Acórdão do Tribunal da Relação do Porto
Processo:
9420866
Nº Convencional: JTRP00014130
Relator: RAPAZOTE FERNANDES
Descritores: DIVISIBILIDADE
DIVISÃO DE COISA COMUM
UNIDADE DE CULTURA
FRACCIONAMENTO DA PROPRIEDADE RÚSTICA
USUCAPIÃO
Nº do Documento: RP199502149420866
Data do Acordão: 02/14/1995
Votação: UNANIMIDADE
Tribunal Recorrido: T J PONTE LIMA 1J
Processo no Tribunal Recorrido: 38/94-2
Data Dec. Recorrida: 04/19/1994
Texto Integral: N
Privacidade: 1
Meio Processual: AGRAVO.
Decisão: PROVIDO.
Área Temática: DIR CIV - DIR REAIS.
DIR PROC CIV.
Legislação Nacional: CCIV66 ART298 N1 ART1376 N1.
CPC67 ART478 N1.
Jurisprudência Nacional: AC RC DE 1972/10/04 IN BMJ N229 PAG280.

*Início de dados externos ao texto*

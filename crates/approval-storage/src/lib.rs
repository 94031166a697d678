//! Document gateway and persistence for approval flows.
//!
//! Converts [`approval_core::ApprovalGraph`] to and from the portable JSON
//! [`Document`], wraps a graph in an editing [`Session`], and stores
//! documents by name through the [`DocumentStore`] trait.
//!
//! # Modules
//!
//! - [`error`]: StorageError enum with all failure modes
//! - [`document`]: the serde document format
//! - [`convert`]: graph export/import
//! - [`session`]: one open document with atomic import
//! - [`traits`]: DocumentStore trait definition
//! - [`memory`]: InMemoryStore implementation
//! - [`directory`]: DirectoryStore implementation (one JSON file per document)

pub mod convert;
pub mod directory;
pub mod document;
pub mod error;
pub mod memory;
pub mod session;
pub mod traits;

// Re-export key types for ergonomic use.
pub use convert::{export, from_json, import, to_json};
pub use directory::DirectoryStore;
pub use document::{Document, DocumentEdge, DocumentNode, Endpoint};
pub use error::StorageError;
pub use memory::InMemoryStore;
pub use session::Session;
pub use traits::DocumentStore;
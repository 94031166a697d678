//! Incremental layout: opening and closing stages and rows.
//!
//! The layout engine never re-solves the whole diagram. Each structural edit
//! asks it to make room at one spot, and it shifts whatever sits at or beyond
//! that spot by one stage width (horizontally) or one row height
//! (vertically), growing the canvas when nodes are pushed past its edge.
//!
//! Everything here looks at node coordinates only. Edges never enter into
//! it; the editor decides *where* to open or close space, these functions
//! decide *who moves*.

use indexmap::IndexMap;

use crate::config::{Canvas, LayoutConfig};
use crate::id::NodeId;
use crate::node::Node;

/// Tolerance for comparing canvas coordinates.
pub const COORD_EPSILON: f64 = 1e-6;

/// Returns `true` if two coordinates name the same stage or row.
pub fn same_coord(a: f64, b: f64) -> bool {
    (a - b).abs() < COORD_EPSILON
}

/// Where a serial insertion wants to put its new node.
#[derive(Debug, Clone)]
pub struct SerialSlot<'a> {
    /// The freshly added node (already placed at `x`, `y`).
    pub inserted: &'a NodeId,
    /// Stage of the node the new one follows.
    pub anchor_x: f64,
    /// Intended position of the new node.
    pub x: f64,
    pub y: f64,
    /// Stage of the node the new one will feed into.
    pub downstream_x: f64,
}

/// Makes horizontal room for a serially inserted node.
///
/// Room exists when the downstream node and every node to the right of the
/// anchor on the same row already sit strictly beyond the new node. If not,
/// every other node at or beyond the pivot (the leftmost blocker) moves
/// right, far enough that the pivot lands one stage past the new node, and
/// the canvas widens by the same amount. On a regular grid the pivot is the
/// new node's own stage and the shift is exactly one stage width.
///
/// Returns the shift applied, `0.0` when there was room.
pub fn open_stage(
    config: &LayoutConfig,
    nodes: &mut IndexMap<NodeId, Node>,
    canvas: &mut Canvas,
    slot: &SerialSlot<'_>,
) -> f64 {
    let blocked = |x: f64| x < slot.x + COORD_EPSILON;

    let mut pivot = slot.x;
    let mut room = true;
    if blocked(slot.downstream_x) {
        room = false;
        pivot = pivot.min(slot.downstream_x);
    }
    for node in nodes.values() {
        if &node.id == slot.inserted || !same_coord(node.y, slot.y) {
            continue;
        }
        if node.x > slot.anchor_x + COORD_EPSILON && blocked(node.x) {
            room = false;
            pivot = pivot.min(node.x);
        }
    }
    if room {
        return 0.0;
    }

    let delta = config.stage_width() + (slot.x - pivot);
    for node in nodes.values_mut() {
        if &node.id != slot.inserted && node.x > pivot - COORD_EPSILON {
            node.x += delta;
        }
    }
    canvas.width += delta;
    delta
}

/// Makes vertical room for a parallel sibling.
///
/// Every node other than `inserted` whose row is at or below the new node's
/// row moves down one row height. Each node that then reaches the bottom of
/// the canvas grows it by one row height. Returns `true` if the canvas grew.
pub fn open_row(
    config: &LayoutConfig,
    nodes: &mut IndexMap<NodeId, Node>,
    canvas: &mut Canvas,
    inserted: &NodeId,
) -> bool {
    let Some(row_y) = nodes.get(inserted).map(|n| n.y) else {
        return false;
    };
    let row = config.row_height();
    let mut grew = false;
    for node in nodes.values_mut() {
        if &node.id != inserted && node.y > row_y - COORD_EPSILON {
            node.y += row;
        }
        if node.y >= canvas.height {
            canvas.height += row;
            grew = true;
        }
    }
    grew
}

/// Returns `true` if no node other than `except` lies strictly between the
/// two stages.
pub fn stage_is_vacant(
    nodes: &IndexMap<NodeId, Node>,
    lo_x: f64,
    hi_x: f64,
    except: &NodeId,
) -> bool {
    !nodes.values().any(|n| {
        &n.id != except && n.x > lo_x + COORD_EPSILON && n.x < hi_x - COORD_EPSILON
    })
}

/// Moves every node at or beyond `from_x` one stage to the left.
///
/// Returns how many nodes moved.
pub fn close_stage(
    config: &LayoutConfig,
    nodes: &mut IndexMap<NodeId, Node>,
    from_x: f64,
) -> usize {
    let stage = config.stage_width();
    let mut moved = 0;
    for node in nodes.values_mut() {
        if node.x > from_x - COORD_EPSILON {
            node.x -= stage;
            moved += 1;
        }
    }
    moved
}

/// The orthogonal polyline a renderer draws for an edge.
///
/// Runs along the source row to half a stage before the target, drops (or
/// climbs) to the target row, then runs into the target.
pub fn step_route(config: &LayoutConfig, source: &Node, target: &Node) -> [(f64, f64); 4] {
    let elbow_x = target.x - config.stage_width() / 2.0;
    [
        (source.x, source.y),
        (elbow_x, source.y),
        (elbow_x, target.y),
        (target.x, target.y),
    ]
}

#[cfg(test)]
mod tests {
    use super::*;

    fn index(nodes: &[(&str, f64, f64)]) -> IndexMap<NodeId, Node> {
        nodes
            .iter()
            .map(|&(name, x, y)| {
                let node = Node::new(NodeId::new(name), name, x, y);
                (node.id.clone(), node)
            })
            .collect()
    }

    fn x_of(nodes: &IndexMap<NodeId, Node>, id: &str) -> f64 {
        nodes.get(id).unwrap().x
    }

    fn y_of(nodes: &IndexMap<NodeId, Node>, id: &str) -> f64 {
        nodes.get(id).unwrap().y
    }

    #[test]
    fn open_stage_with_room_moves_nothing() {
        let config = LayoutConfig::default();
        let mut nodes = index(&[
            ("startNode", 100.0, 100.0),
            ("node1", 445.0, 100.0),
            ("endNode", 790.0, 100.0),
        ]);
        let mut canvas = config.initial_canvas();
        let inserted = NodeId::new("node1");
        let slot = SerialSlot {
            inserted: &inserted,
            anchor_x: 100.0,
            x: 445.0,
            y: 100.0,
            downstream_x: 790.0,
        };
        assert_eq!(open_stage(&config, &mut nodes, &mut canvas, &slot), 0.0);
        assert_eq!(x_of(&nodes, "endNode"), 790.0);
        assert_eq!(canvas.width, 900.0);
    }

    #[test]
    fn open_stage_without_room_shifts_every_row() {
        let config = LayoutConfig::default();
        let mut nodes = index(&[
            ("startNode", 100.0, 100.0),
            ("node1", 445.0, 100.0),
            ("node3", 790.0, 250.0),
            ("node2", 790.0, 100.0),
            ("endNode", 790.0, 100.0),
        ]);
        let mut canvas = config.initial_canvas();
        let inserted = NodeId::new("node2");
        let slot = SerialSlot {
            inserted: &inserted,
            anchor_x: 445.0,
            x: 790.0,
            y: 100.0,
            downstream_x: 790.0,
        };
        let delta = open_stage(&config, &mut nodes, &mut canvas, &slot);
        assert_eq!(delta, 345.0);
        assert_eq!(x_of(&nodes, "node2"), 790.0);
        assert_eq!(x_of(&nodes, "endNode"), 1135.0);
        assert_eq!(x_of(&nodes, "node3"), 1135.0);
        assert_eq!(x_of(&nodes, "node1"), 445.0);
        assert_eq!(canvas.width, 1245.0);
    }

    #[test]
    fn open_stage_blocked_by_same_row_neighbor() {
        let config = LayoutConfig::default();
        // Downstream is far away but another node already occupies the slot.
        let mut nodes = index(&[
            ("startNode", 100.0, 100.0),
            ("node5", 445.0, 100.0),
            ("node6", 445.0, 100.0),
            ("endNode", 1135.0, 100.0),
        ]);
        let mut canvas = config.initial_canvas();
        let inserted = NodeId::new("node6");
        let slot = SerialSlot {
            inserted: &inserted,
            anchor_x: 100.0,
            x: 445.0,
            y: 100.0,
            downstream_x: 1135.0,
        };
        let delta = open_stage(&config, &mut nodes, &mut canvas, &slot);
        assert_eq!(delta, 345.0);
        assert_eq!(x_of(&nodes, "node5"), 790.0);
        assert_eq!(x_of(&nodes, "endNode"), 1480.0);
    }

    #[test]
    fn open_stage_cramped_downstream_lands_one_stage_past() {
        let config = LayoutConfig::default();
        let mut nodes = index(&[
            ("startNode", 100.0, 100.0),
            ("node2", 445.0, 100.0),
            ("endNode", 300.0, 100.0),
        ]);
        let mut canvas = config.initial_canvas();
        let inserted = NodeId::new("node2");
        let slot = SerialSlot {
            inserted: &inserted,
            anchor_x: 100.0,
            x: 445.0,
            y: 100.0,
            downstream_x: 300.0,
        };
        open_stage(&config, &mut nodes, &mut canvas, &slot);
        assert_eq!(x_of(&nodes, "endNode"), 790.0);
    }

    #[test]
    fn open_row_pushes_lower_rows_down() {
        let config = LayoutConfig::default();
        let mut nodes = index(&[
            ("startNode", 100.0, 100.0),
            ("node1", 445.0, 100.0),
            ("node2", 445.0, 250.0),
            ("node3", 445.0, 250.0),
            ("endNode", 790.0, 100.0),
        ]);
        let mut canvas = config.initial_canvas();
        let grew = open_row(&config, &mut nodes, &mut canvas, &NodeId::new("node3"));
        assert_eq!(y_of(&nodes, "node3"), 250.0);
        assert_eq!(y_of(&nodes, "node2"), 400.0);
        assert_eq!(y_of(&nodes, "node1"), 100.0);
        assert!(grew);
        assert_eq!(canvas.height, 550.0);
    }

    #[test]
    fn open_row_without_lower_rows_keeps_canvas() {
        let config = LayoutConfig::default();
        let mut nodes = index(&[("node1", 445.0, 100.0), ("node2", 445.0, 250.0)]);
        let mut canvas = config.initial_canvas();
        let grew = open_row(&config, &mut nodes, &mut canvas, &NodeId::new("node2"));
        assert!(!grew);
        assert_eq!(canvas.height, 400.0);
    }

    #[test]
    fn vacancy_ignores_the_excluded_node() {
        let nodes = index(&[
            ("startNode", 100.0, 100.0),
            ("node1", 445.0, 100.0),
            ("endNode", 790.0, 100.0),
        ]);
        let missing = NodeId::new("node9");
        assert!(!stage_is_vacant(&nodes, 100.0, 790.0, &missing));
        assert!(stage_is_vacant(&nodes, 100.0, 790.0, &NodeId::new("node1")));
    }

    #[test]
    fn close_stage_moves_nodes_at_or_beyond() {
        let config = LayoutConfig::default();
        let mut nodes = index(&[
            ("startNode", 100.0, 100.0),
            ("node2", 790.0, 250.0),
            ("endNode", 790.0, 100.0),
        ]);
        assert_eq!(close_stage(&config, &mut nodes, 790.0), 2);
        assert_eq!(x_of(&nodes, "endNode"), 445.0);
        assert_eq!(x_of(&nodes, "node2"), 445.0);
        assert_eq!(x_of(&nodes, "startNode"), 100.0);
    }

    #[test]
    fn step_route_elbows_half_a_stage_before_target() {
        let config = LayoutConfig::default();
        let source = Node::new(NodeId::new("a"), "a", 100.0, 100.0);
        let target = Node::new(NodeId::new("b"), "b", 445.0, 250.0);
        assert_eq!(
            step_route(&config, &source, &target),
            [(100.0, 100.0), (272.5, 100.0), (272.5, 250.0), (445.0, 250.0)]
        );
    }
}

Sumário: I - O direito de propriedade sobre uma parcela de um prédio rústico que, destacada daquele, seja inferior
á unidade de cultura não é um direito indisponível para efeitos do disposto no artigo 298 n.1 do Código Civil. E como tal esse direito está sujeito a usucapião.
II - Nos termos das normas que visam impedir o fraccionamento excessivo de prédios rústicos referidos nos artigos 1376 e seguintes do Código Civil não são possíveis operações jurídicas de que resultem prédios, ou melhor, parcelas de área inferior á unidade de cultura. E essas operações jurídicas são essencialmente transmissões, formas de aquisição derivada da propriedade.
III - A usucapião não é uma forma de divisão, mas uma forma de aquisição originária da propriedade.
IV - O tribunal não pode declarar uma divisão que determine um fraccionamento de um prédio rústico apto para cultura em duas parcelas, cada uma delas com uma área de 1000 metros quadrados e, portanto, com áreas inferiores á unidade de cultura ( 5000 metros quadrados ), infringindo, assim, o disposto no artigo 1376 n.1 do Código Civil.